Что я должен чувствовать во время этой встречи в кофейне? Ничего я не чувствую, никакого удовлетворения, честное благородное слово; пусть товарищ Сталин пьет свое хорошее грузинское вино запоздалой мести, а я не стану. И ведь я палец о палец не ударил, чтобы ей отомстить, – я просто отошел в сторону, пресытившись ее штучками, и вот вам пожалуйста. Но чему тут радоваться? Тому, что еще одна красивая, блестящая, неотразимо обаятельная женщина – а будь она другой, я ее не любил бы – превратилась черт-те во что, как все прекрасное и обаятельное в этой безжалостной трясинной стране?!
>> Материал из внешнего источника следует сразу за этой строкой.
use super::{Endpoint, HostError, ResolvedRoute, RouteHost, build_url, parse_pattern};
use crate::annotation::HttpMethod;
use crate::view::{Handler, PathParams};
use serde_json::Value;
use std::collections::{BTreeMap, HashMap, HashSet};
use std::fmt;

/// One accepted `(verb, path)` registration.
pub struct RouteRecord<O> {
    pub method: HttpMethod,
    pub path: String,
    pub name: String,
    pub endpoint: Endpoint,
    pub options: BTreeMap<String, Value>,
    pub handler: Handler<O>,
}

impl<O> RouteRecord<O> {
    pub fn call(&self, params: &PathParams) -> O {
        (self.handler)(params)
    }
}

impl<O> fmt::Debug for RouteRecord<O> {
    fn fmt(&self, f: &mut fmt::Formatter<'_>) -> fmt::Result {
        f.debug_struct("RouteRecord")
            .field("method", &self.method)
            .field("path", &self.path)
            .field("name", &self.name)
            .field("endpoint", &self.endpoint)
            .field("options", &self.options)
            .finish_non_exhaustive()
    }
}

/// In-memory route host.
///
/// Keeps every registration in order and answers reverse lookups by
/// endpoint name. It rejects:
/// - a pattern that does not parse,
/// - a verb already registered for the same path,
/// - a name already taken by a different view method.
///
/// A view method may reuse its own name (several explicit routes without a
/// `name` option); reverse lookup then resolves to the latest one.
pub struct RouteTable<O> {
    records: Vec<RouteRecord<O>>,
    claimed: HashSet<(HttpMethod, String)>,
    names: HashMap<String, usize>,
}

impl<O> Default for RouteTable<O> {
    fn default() -> Self {
        Self::new()
    }
}

impl<O> RouteTable<O> {
    pub fn new() -> Self {
        Self {
            records: Vec::new(),
            claimed: HashSet::new(),
            names: HashMap::new(),
        }
    }

    /// Every accepted registration, in registration order.
    pub fn records(&self) -> &[RouteRecord<O>] {
        &self.records
    }

    pub fn len(&self) -> usize {
        self.records.len()
    }

    pub fn is_empty(&self) -> bool {
        self.records.is_empty()
    }

    /// The latest record registered under `name`.
    pub fn named(&self, name: &str) -> Option<&RouteRecord<O>> {
        self.names.get(name).map(|&index| &self.records[index])
    }

    /// The record registered for `method` and `path`.
    pub fn find(&self, method: HttpMethod, path: &str) -> Option<&RouteRecord<O>> {
        self.records
            .iter()
            .find(|record| record.method == method && record.path == path)
    }

    /// Build the URL of the route named `name`.
    pub fn url_for(&self, name: &str, params: &PathParams) -> Result<String, HostError> {
        let record = self
            .named(name)
            .ok_or_else(|| HostError::UnknownName(name.to_string()))?;
        build_url(name, &record.path, params)
    }
}

impl<O> RouteHost<O> for RouteTable<O> {
    type Error = HostError;

    fn route(&mut self, route: ResolvedRoute<O>) -> Result<(), HostError> {
        parse_pattern(&route.path)?;

        if let Some(existing) = self.named(&route.name) {
            if existing.endpoint != route.endpoint {
                return Err(HostError::DuplicateName {
                    name: route.name,
                    existing: existing.endpoint.clone(),
                });
            }
        }

        let mut seen = HashSet::new();
        for &method in route.method.methods() {
            let key = (method, route.path.clone());
            if self.claimed.contains(&key) || !seen.insert(key) {
                return Err(HostError::DuplicateRoute {
                    method,
                    path: route.path,
                });
            }
        }

        for &method in route.method.methods() {
            self.claimed.insert((method, route.path.clone()));
            self.names.insert(route.name.clone(), self.records.len());
            self.records.push(RouteRecord {
                method,
                path: route.path.clone(),
                name: route.name.clone(),
                endpoint: route.endpoint.clone(),
                options: route.options.clone(),
                handler: route.handler.clone(),
            });
        }
        Ok(())
    }
}

#[cfg(test)]
mod tests {
    use super::*;
    use crate::annotation::MethodSpec;
    use crate::view::handler;

    fn resolved(
        method: impl Into<MethodSpec>,
        path: &str,
        name: &str,
        view_method: &str,
    ) -> ResolvedRoute<String> {
        let body = format!("{view_method}:{path}");
        ResolvedRoute {
            method: method.into(),
            path: path.to_string(),
            name: name.to_string(),
            endpoint: Endpoint::new("BasicView", view_method),
            handler: handler(move |_| body.clone()),
            options: BTreeMap::new(),
        }
    }

    #[test]
    fn test_records_one_entry_per_verb() {
        let mut table = RouteTable::new();
        table
            .route(resolved(
                [HttpMethod::Post, HttpMethod::Put],
                "/endpoint/",
                "BasicView:route_post",
                "route_post",
            ))
            .unwrap();

        let methods: Vec<HttpMethod> = table.records().iter().map(|r| r.method).collect();
        assert_eq!(methods, [HttpMethod::Post, HttpMethod::Put]);
        assert_eq!(
            table.find(HttpMethod::Put, "/endpoint/").unwrap().call(&PathParams::new()),
            "route_post:/endpoint/"
        );
    }

    #[test]
    fn test_rejects_duplicate_verb_and_path() {
        let mut table = RouteTable::new();
        table.route(resolved(HttpMethod::Get, "/a/", "a", "a")).unwrap();

        let err = table
            .route(resolved([HttpMethod::Post, HttpMethod::Get], "/a/", "b", "b"))
            .unwrap_err();
        assert_eq!(
            err,
            HostError::DuplicateRoute {
                method: HttpMethod::Get,
                path: "/a/".to_string(),
            }
        );
        // nothing from the rejected call was kept
        assert_eq!(table.len(), 1);
        assert!(table.find(HttpMethod::Post, "/a/").is_none());
    }

    #[test]
    fn test_any_does_not_clash_with_specific_verbs() {
        let mut table = RouteTable::new();
        table.route(resolved(HttpMethod::Get, "/a/", "a", "a")).unwrap();
        table.route(resolved(HttpMethod::Any, "/a/", "fallback", "fallback")).unwrap();
        assert_eq!(table.len(), 2);
    }

    #[test]
    fn test_name_taken_by_other_method_is_rejected() {
        let mut table = RouteTable::new();
        table.route(resolved(HttpMethod::Get, "/a/", "shared", "first")).unwrap();

        let err = table
            .route(resolved(HttpMethod::Get, "/b/", "shared", "second"))
            .unwrap_err();
        assert_eq!(
            err,
            HostError::DuplicateName {
                name: "shared".to_string(),
                existing: Endpoint::new("BasicView", "first"),
            }
        );
    }

    #[test]
    fn test_same_method_may_rebind_its_name() {
        let mut table = RouteTable::new();
        let name = "BasicView:multi_routed_method";
        for path in ["/route1/", "/route2/"] {
            table
                .route(resolved(HttpMethod::Get, path, name, "multi_routed_method"))
                .unwrap();
        }

        assert_eq!(table.len(), 2);
        assert_eq!(table.url_for(name, &PathParams::new()).unwrap(), "/route2/");
    }

    #[test]
    fn test_rejects_malformed_pattern() {
        let mut table = RouteTable::new();
        let err = table
            .route(resolved(HttpMethod::Get, "/user/<id/", "a", "a"))
            .unwrap_err();
        assert!(matches!(err, HostError::MalformedPattern { .. }));
        assert!(table.is_empty());
    }

    #[test]
    fn test_url_for() {
        let mut table = RouteTable::new();
        table
            .route(resolved(HttpMethod::Get, "/basic/<obj_id>/", "BasicView:get", "get"))
            .unwrap();

        let params = PathParams::new().with("obj_id", "42");
        assert_eq!(table.url_for("BasicView:get", &params).unwrap(), "/basic/42/");
        assert_eq!(
            table.url_for("BasicView:nope", &params),
            Err(HostError::UnknownName("BasicView:nope".to_string()))
        );
    }
}
use crate::route::{
    is_decorate_attr, is_route_attr, parse_decorate_attr, parse_route_attr, RouteArgs,
};
use proc_macro::TokenStream;
use proc_macro2::TokenStream as TokenStream2;
use quote::quote;
use syn::{
    parse::Parse, parse::ParseStream, parse_macro_input, FnArg, ImplItem, ImplItemFn, ItemImpl,
    LitStr, Pat, Path, ReturnType, Token, Type,
};

#[derive(Default)]
struct ViewArgs {
    name: Option<LitStr>,
    base_route: Option<LitStr>,
    route_prefix: Option<LitStr>,
    identifier: Option<LitStr>,
    base_args: Option<Vec<LitStr>>,
    default_routes: Option<Vec<LitStr>>,
    decorators: Vec<Path>,
    inherit: Vec<Path>,
    output: Option<Type>,
}

impl Parse for ViewArgs {
    fn parse(input: ParseStream) -> syn::Result<Self> {
        let mut args = ViewArgs::default();
        while !input.is_empty() {
            let name: syn::Ident = input.parse()?;
            input.parse::<Token![=]>()?;

            if name == "name" {
                args.name = Some(input.parse()?);
            } else if name == "base_route" {
                args.base_route = Some(input.parse()?);
            } else if name == "route_prefix" {
                args.route_prefix = Some(input.parse()?);
            } else if name == "identifier" {
                args.identifier = Some(input.parse()?);
            } else if name == "base_args" {
                args.base_args = Some(parse_list(input)?);
            } else if name == "default_routes" {
                args.default_routes = Some(parse_list(input)?);
            } else if name == "decorators" {
                args.decorators = parse_list(input)?;
            } else if name == "inherit" {
                args.inherit = parse_list(input)?;
            } else if name == "output" {
                args.output = Some(input.parse()?);
            } else {
                return Err(syn::Error::new(
                    name.span(),
                    format!("unknown #[view] option `{}`", name),
                ));
            }

            if input.peek(Token![,]) {
                input.parse::<Token![,]>()?;
            }
        }
        Ok(args)
    }
}

/// Parse `[a, b, c]`.
fn parse_list<T: Parse>(input: ParseStream) -> syn::Result<Vec<T>> {
    let content;
    syn::bracketed!(content in input);
    let items = content.parse_terminated(T::parse, Token![,])?;
    Ok(items.into_iter().collect())
}

struct MethodInfo {
    fn_name: syn::Ident,
    params: Vec<String>,
    routes: Vec<RouteArgs>,
    decorators: Vec<Path>,
    output: Type,
}

pub fn view_attribute(attr: TokenStream, item: TokenStream) -> TokenStream {
    let args = parse_macro_input!(attr as ViewArgs);
    let input = parse_macro_input!(item as ItemImpl);
    match generate_view_impl(args, input) {
        Ok(expanded) => TokenStream::from(expanded),
        Err(err) => TokenStream::from(err.to_compile_error()),
    }
}

fn generate_view_impl(args: ViewArgs, mut input: ItemImpl) -> syn::Result<TokenStream2> {
    if let Some((_, path, _)) = &input.trait_ {
        return Err(syn::Error::new_spanned(
            path,
            "#[view] goes on an inherent impl block",
        ));
    }

    let mut methods = Vec::new();
    for item in input.items.iter_mut() {
        if let ImplItem::Fn(method) = item {
            if let Some(info) = extract_method_info(method)? {
                methods.push(info);
            }
            method
                .attrs
                .retain(|attr| !is_route_attr(attr) && !is_decorate_attr(attr));
        }
    }

    let class_name = match &args.name {
        Some(name) => name.value(),
        None => type_name(&input.self_ty)?,
    };

    let output = match (&args.output, methods.first()) {
        (Some(output), _) => output.clone(),
        (None, Some(first)) => first.output.clone(),
        (None, None) => syn::parse_quote!(()),
    };

    let config = view_config(&class_name, &args);
    let descriptors = methods.iter().map(method_descriptor);

    let decorators_fn = if args.decorators.is_empty() {
        quote! {}
    } else {
        let decorators = &args.decorators;
        quote! {
            fn decorators() -> ::std::vec::Vec<::classy::Decorator<Self::Output>> {
                ::std::vec![#(::classy::decorator(#decorators)),*]
            }
        }
    };

    let inherited_fn = if args.inherit.is_empty() {
        quote! {}
    } else {
        let inherit = &args.inherit;
        quote! {
            fn inherited() -> ::std::vec::Vec<::classy::MethodDescriptor<Self>> {
                let mut __methods = ::std::vec::Vec::new();
                #(
                    let __inherited: ::std::vec::Vec<::classy::MethodDescriptor<Self>> = #inherit();
                    __methods.extend(__inherited);
                )*
                __methods
            }
        }
    };

    let self_ty = &input.self_ty;
    let (impl_generics, _, where_clause) = input.generics.split_for_impl();

    Ok(quote! {
        #input

        impl #impl_generics ::classy::View for #self_ty #where_clause {
            type Output = #output;

            fn config() -> ::classy::ViewConfig {
                #config
            }

            fn methods() -> ::std::vec::Vec<::classy::MethodDescriptor<Self>> {
                ::std::vec![#(#descriptors),*]
            }

            #inherited_fn
            #decorators_fn
        }
    })
}

/// Routable methods take `&self`; names starting with `_` are private.
fn extract_method_info(method: &ImplItemFn) -> syn::Result<Option<MethodInfo>> {
    let sig = &method.sig;
    let routing_attr = method
        .attrs
        .iter()
        .find(|attr| is_route_attr(attr) || is_decorate_attr(attr));
    let Some(receiver) = sig.receiver() else {
        return match routing_attr {
            Some(attr) => Err(syn::Error::new_spanned(
                attr,
                "only `&self` methods can be routed or decorated",
            )),
            None => Ok(None),
        };
    };
    if sig.ident.to_string().starts_with('_') {
        return match routing_attr {
            Some(attr) => Err(syn::Error::new_spanned(
                attr,
                "methods starting with `_` are never routed",
            )),
            None => Ok(None),
        };
    }
    let shared_ref = receiver.reference.is_some()
        && receiver.mutability.is_none()
        && receiver.colon_token.is_none();
    if !shared_ref {
        return Err(syn::Error::new_spanned(
            receiver,
            "view methods must take `&self`; the view instance is shared by all handlers",
        ));
    }
    if let Some(asyncness) = &sig.asyncness {
        return Err(syn::Error::new_spanned(
            asyncness,
            "view methods are called synchronously and cannot be async",
        ));
    }

    let mut params = Vec::new();
    for input in sig.inputs.iter() {
        if let FnArg::Typed(pat_type) = input {
            match &*pat_type.pat {
                Pat::Ident(pat_ident) => params.push(pat_ident.ident.to_string()),
                other => {
                    return Err(syn::Error::new_spanned(
                        other,
                        "view method parameters must be plain identifiers",
                    ))
                }
            }
        }
    }

    let mut routes = Vec::new();
    let mut decorators = Vec::new();
    for attr in &method.attrs {
        if is_route_attr(attr) {
            routes.push(parse_route_attr(attr)?);
        } else if is_decorate_attr(attr) {
            decorators.push(parse_decorate_attr(attr)?);
        }
    }

    let output = match &sig.output {
        ReturnType::Default => syn::parse_quote!(()),
        ReturnType::Type(_, ty) => (**ty).clone(),
    };

    Ok(Some(MethodInfo {
        fn_name: sig.ident.clone(),
        params,
        routes,
        decorators,
        output,
    }))
}

fn method_descriptor(method: &MethodInfo) -> TokenStream2 {
    let fn_name = &method.fn_name;
    let name = fn_name.to_string();
    let params = &method.params;
    let routes = method.routes.iter().map(RouteArgs::to_tokens);
    let decorators = &method.decorators;

    quote! {
        ::classy::MethodDescriptor::new(
            #name,
            &[#(#params),*],
            |__view: &Self, __params: &::classy::PathParams| {
                __view.#fn_name(#(::core::convert::From::from(__params.value(#params))),*)
            },
        )
        #(.route(#routes))*
        #(.decorate(::classy::decorator(#decorators)))*
    }
}

fn view_config(class_name: &str, args: &ViewArgs) -> TokenStream2 {
    let base_route = args.base_route.as_ref().map(|v| quote! { .base_route(#v) });
    let route_prefix = args.route_prefix.as_ref().map(|v| quote! { .route_prefix(#v) });
    let identifier = args.identifier.as_ref().map(|v| quote! { .view_identifier(#v) });
    let base_args = args.base_args.as_ref().map(|names| {
        quote! { .base_args(::std::vec::Vec::<&str>::from([#(#names),*])) }
    });
    let default_routes = args.default_routes.as_ref().map(|names| {
        quote! { .default_routes(::std::vec::Vec::<&str>::from([#(#names),*])) }
    });
    quote! {
        ::classy::ViewConfig::new(#class_name)
            #base_route
            #route_prefix
            #identifier
            #base_args
            #default_routes
    }
}

/// `UserView` for `impl UserView` and `impl crate::views::UserView<T>`.
fn type_name(ty: &Type) -> syn::Result<String> {
    if let Type::Path(type_path) = ty {
        if let Some(segment) = type_path.path.segments.last() {
            return Ok(segment.ident.to_string());
        }
    }
    Err(syn::Error::new_spanned(
        ty,
        "#[view] needs a named type; pass `name = \"...\"` otherwise",
    ))
}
Собственно, было об этом и у Веллера в гениальном рассказе «Долги». Человек решил раздать долги. И оказалось, что все старые связи истончились и фактически исчезли, старые счеты ничего не значат, старые мечты при осуществлении потеряли весь блеск… Главное же – раздав все свои долги, герой попросту исчез. В зеркале нет его отражения. Человек – это то, что он должен. Простой смысл, но поди кому-нибудь объясни. Нас каждый день лепит время: мы – сумма своих невыполненных обещаний, нереализованных планов, взятых без отдачи эмоций. Нас сотворяет тот, кто нас полюбил, и тот, кто обидел.
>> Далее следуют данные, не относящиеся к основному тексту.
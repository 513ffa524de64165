//! # Classy
//!
//! Class-based views for Rust web services.
//!
//! A view groups related handlers as methods of one type. Instead of writing
//! a route for every handler, the routes are derived from the view:
//!
//! - the path segment comes from the view name (`UserView` → `/user/`),
//! - `get`, `put`, `post`, `delete`, `options` map to their HTTP verb and
//!   `index` to `GET`, all at the view's root,
//! - any other method is a `GET` route named after it
//!   (`reset_password` → `/user/reset-password/`),
//! - method parameters become path variables (`get(obj_id)` →
//!   `/user/<obj_id>/`),
//! - explicit `#[route]` annotations replace the derived route entirely.
//!
//! ## Quick Start
//!
//! ```rust,ignore
//! use classy::prelude::*;
//!
//! #[derive(Default)]
//! pub struct UserView;
//!
//! #[view]
//! impl UserView {
//!     fn index(&self) -> String {
//!         "all users".to_string()
//!     }
//!
//!     fn get(&self, obj_id: String) -> String {
//!         format!("user {obj_id}")
//!     }
//!
//!     #[route("/users/search/", name = "user_search")]
//!     #[post("/users/search/")]
//!     fn search(&self) -> String {
//!         "search".to_string()
//!     }
//! }
//!
//! let mut host = AxumHost::new();
//! Registrar::new().register::<UserView, _>(&mut host)?;
//! let app: axum::Router = host.into_router();
//! ```
//!
//! Registration is meant to run once per view at startup. Any error it
//! returns is a configuration problem of the process.

pub mod annotation;
pub mod config;
pub mod error;
pub mod host;
pub mod view;

// Re-export core types
pub use annotation::{HttpMethod, MethodSpec, RouteCache, RouteOptions, RouteOverride};
pub use config::{ConfigService, Mount, ViewConfig};
pub use error::{ConfigurationError, RegisterError};
pub use host::{AxumHost, Endpoint, HostError, ResolvedRoute, RouteHost, RouteRecord, RouteTable};
pub use view::{
    Decorator, Handler, MethodDescriptor, MethodTable, PathParams, Registrar, View, decorator,
    handler,
};

// Re-export macros
pub use classy_macro::view;

// Used by generated code
pub use serde_json;

/// Prelude module for convenient imports
///
/// ```
/// use classy::prelude::*;
/// ```
pub mod prelude {
    pub use crate::annotation::{self, HttpMethod, MethodSpec, RouteOverride};
    pub use crate::config::{ConfigService, Mount, ViewConfig};
    pub use crate::error::{ConfigurationError, RegisterError};
    pub use crate::host::{AxumHost, HostError, RouteHost, RouteTable};
    pub use crate::view::{
        Decorator, Handler, MethodDescriptor, PathParams, Registrar, View, decorator, handler,
    };
    pub use crate::view;
}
Расплатиться по этим счетам нельзя – они аннулируются через полчаса, максимум час. Нельзя возместить вовремя поданную помощь – на нее нарастают такие проценты, что на возмещение не хватит всего наличного капитала. Нельзя отомстить за поруганную любовь – потому что поругание любви происходит один раз в жизни. А уж мстить за измену – Господи помилуй, какая абсурдная затея! Что ты тут можешь сделать? Наказать рублем? Это для нее будет лучшим подарком – ты докажешь свою подлую мелочность и отобьешь последние угрызения совести. А побить… ну, некоторым из них это доставляет наслаждение. Вот, вывела тебя из себя, заставила потерять человеческий облик! Как такому не изменить?! Эта тактика наглядно описана в «Укрощении строптивой», там Катарина открыто провоцирует Петруччо, добавляя: «Ударишь – так не будешь дворянином!» Укротил он ее, как следует из подтекста, только очень качественным сексом – все остальное, включая голодание, не возымело бы и половины того эффекта.

Что же делать, спросите вы. Ничего, отвечу вам я: вычеркнуть это слово из своего лексикона. Забыть на фиг. Не мстить никому, никогда, разве что сразу, по самому горячему следу, посредством немедленного симметричного ответа. Рвать с женщиной, которая вас унизила. Забывать друга, который вас предал. И раз навсегда объяснить себе наконец, что поезд ушел в ту самую минуту, как вы родились: началась история, а в ней ничто не возвращается. Россия никогда не отомстит Западу. Евреи никогда не отомстят России. Арабы никогда не отомстят евреям.

Месть придумана для того, чтобы вечно длился кровавый неразрывный цикл. Кому это нужно – не знаю. Месть – утеха архаичных сообществ, неразвитых, слепых народов, ползающих во мраке своих жестоких пещерных представлений. Юлия Латынина в последнем романе «Земля войны» с романтическим придыханием описывает горца, который разыскал убийц отца через двадцать лет, всю жизнь посвятил этой задаче, переодевался, мимикрировал, выгадывал момент для нанесения удара – и всем отомстил. Мущина!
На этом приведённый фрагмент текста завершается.